Which lines of the data contain the string "Loads"? Show each of them.

Stored data entries
Start of Block
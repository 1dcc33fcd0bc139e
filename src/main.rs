//! Aidboard CLI - headless driver for the dashboard core.
//!
//! Loads an indicator CSV, builds a default filter (first indicator, full
//! year span, latest year for the donor view) and prints the derived tables.
//! Stands in for the rendering layer; chart drawing lives elsewhere.

use anyhow::{bail, Context, Result};
use log::info;
use std::env;
use std::path::Path;

use aidboard::{run_query, DashboardTables, DatasetLoader, EngineConfig, FilterSpec};

fn main() -> Result<()> {
    env_logger::init();

    let args: Vec<String> = env::args().collect();
    let (csv_path, config_path) = match args.as_slice() {
        [_, csv] => (csv.as_str(), None),
        [_, csv, config] => (csv.as_str(), Some(config.as_str())),
        _ => bail!("usage: aidboard <data.csv> [config.json]"),
    };

    let config = match config_path {
        Some(path) => EngineConfig::from_file(Path::new(path))
            .with_context(|| format!("failed to load config {}", path))?,
        None => EngineConfig::default(),
    };

    let mut loader = DatasetLoader::new();
    let dataset = loader
        .load(Path::new(csv_path))
        .with_context(|| format!("failed to load {}", csv_path))?;

    let Some((min_year, max_year)) = dataset.year_span() else {
        bail!("{} contains no usable rows", csv_path);
    };
    let indicators = dataset.indicator_names();
    let Some(first_indicator) = indicators.first() else {
        bail!("{} contains no indicators", csv_path);
    };
    info!(
        "{} rows, {} indicators, years {}..={}",
        dataset.len(),
        indicators.len(),
        min_year,
        max_year
    );

    let filter = FilterSpec {
        indicator: first_indicator.clone(),
        year_range: (min_year, max_year),
        donor_year: Some(max_year),
        donor_countries: None,
        multi_indicators: indicators.iter().take(3).cloned().collect(),
    };

    let tables = run_query(dataset, &filter, &config);
    print_tables(&tables);
    Ok(())
}

fn print_tables(tables: &DashboardTables) {
    println!("== {} over time ==", tables.indicator);
    for (year, value) in &tables.series {
        println!("{:>6}  {:>18.2}", year, value);
    }

    if let Some(donors) = &tables.donor_shares {
        println!("\n== Donor shares (total {:.2}) ==", donors.total);
        for row in &donors.rows {
            println!("{:<32} {:>14.2}  {:>6.2}%", row.name, row.value, row.share);
        }
    }

    if !tables.pivot.columns.is_empty() {
        println!("\n== Pivot ==");
        println!("{:>6}  {}", "Year", tables.pivot.columns.join(" | "));
        for row in &tables.pivot.rows {
            let cells: Vec<String> = row.values.iter().map(|v| format!("{:.2}", v)).collect();
            println!("{:>6}  {}", row.year, cells.join(" | "));
        }
    }
}
//! CSV Dataset Loader Module
//! Loads the source table once with Polars, cleans it into a `Dataset`, and
//! caches the result per source path.

use log::{debug, info};
use polars::prelude::*;
use std::collections::hash_map::Entry;
use std::collections::HashMap;
use std::path::{Path, PathBuf};
use thiserror::Error;

use super::dataset::{Dataset, Record};

#[derive(Error, Debug)]
pub enum LoadError {
    #[error("Failed to load CSV: {0}")]
    Csv(#[from] PolarsError),
    #[error("Source has no parseable columns")]
    NoColumns,
    #[error("Missing required column: {0}")]
    MissingColumn(String),
}

/// Normalize a header cell into a stable column key: surrounding whitespace
/// trimmed, internal whitespace runs collapsed to a single underscore.
fn normalize_column(name: &str) -> String {
    name.split_whitespace().collect::<Vec<_>>().join("_")
}

/// Render a cell as plain text, `None` when the cell is null.
fn cell_text(series: &Series, idx: usize) -> Option<String> {
    let value = series.get(idx).ok()?;
    if value.is_null() {
        return None;
    }
    Some(value.to_string().trim_matches('"').trim().to_string())
}

/// Coerce a cell to an integer year. Accepts integers formatted as floats
/// ("1990.0"); non-numeric text yields `None` and the row is dropped.
fn coerce_year(series: &Series, idx: usize) -> Option<i32> {
    let text = cell_text(series, idx)?;
    let parsed: f64 = text.parse().ok()?;
    if !parsed.is_finite() {
        return None;
    }
    Some(parsed as i32)
}

fn coerce_value(series: &Series, idx: usize) -> Option<f64> {
    let text = cell_text(series, idx)?;
    text.parse::<f64>().ok().filter(|v| v.is_finite())
}

/// Loads and cleans CSV sources, keeping one `Dataset` per source path.
///
/// The cache is keyed by source identity and has no eviction: the loader is
/// the single source of truth, and callers re-invoke `load` on source change.
#[derive(Default)]
pub struct DatasetLoader {
    cache: HashMap<PathBuf, Dataset>,
}

impl DatasetLoader {
    pub fn new() -> Self {
        Self::default()
    }

    /// Load a CSV source, returning the cached `Dataset` when this path has
    /// been loaded before.
    pub fn load(&mut self, path: &Path) -> Result<&Dataset, LoadError> {
        match self.cache.entry(path.to_path_buf()) {
            Entry::Occupied(entry) => Ok(entry.into_mut()),
            Entry::Vacant(entry) => {
                let dataset = read_dataset(path)?;
                Ok(entry.insert(dataset))
            }
        }
    }
}

/// One-shot read: parse the CSV, normalize headers, coerce years, drop
/// uncoercible rows.
fn read_dataset(path: &Path) -> Result<Dataset, LoadError> {
    let df = LazyCsvReader::new(path)
        .with_infer_schema_length(Some(10000))
        .with_ignore_errors(true)
        .finish()?
        .collect()?;

    if df.width() == 0 {
        return Err(LoadError::NoColumns);
    }

    let normalized: Vec<String> = df
        .get_column_names()
        .iter()
        .map(|name| normalize_column(name))
        .collect();

    // The time column is the one literally named "Year"; when absent, fall
    // back to the first column. The fallback is a documented quirk of the
    // source application and is preserved as-is.
    let year_idx = normalized.iter().position(|c| c == "Year").unwrap_or(0);
    let name_idx = normalized
        .iter()
        .position(|c| c == "Indicator_Name")
        .ok_or_else(|| LoadError::MissingColumn("Indicator Name".to_string()))?;
    let value_idx = normalized
        .iter()
        .position(|c| c == "Value")
        .ok_or_else(|| LoadError::MissingColumn("Value".to_string()))?;
    let code_idx = normalized.iter().position(|c| c == "Indicator_Code");

    let columns = df.get_columns();
    let year_series = columns[year_idx].as_materialized_series();
    let name_series = columns[name_idx].as_materialized_series();
    let value_series = columns[value_idx].as_materialized_series();
    let code_series = code_idx.map(|i| columns[i].as_materialized_series());

    let mut records = Vec::with_capacity(df.height());
    let mut dropped = 0usize;

    for i in 0..df.height() {
        let Some(year) = coerce_year(year_series, i) else {
            debug!("dropping row {}: unparsable year", i);
            dropped += 1;
            continue;
        };

        records.push(Record {
            year,
            indicator_name: cell_text(name_series, i).unwrap_or_default(),
            indicator_code: code_series.and_then(|s| cell_text(s, i)),
            value: coerce_value(value_series, i),
        });
    }

    info!(
        "loaded {} ({} rows kept, {} dropped for unparsable year)",
        path.display(),
        records.len(),
        dropped
    );

    Ok(Dataset::new(records))
}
End of Block
Your solution:
//! Loads an indicator CSV, builds a default filter (first indicator, full
//! Loads the source table once with Polars, cleans it into a `Dataset`, and
/// Loads and cleans CSV sources, keeping one `Dataset` per source path.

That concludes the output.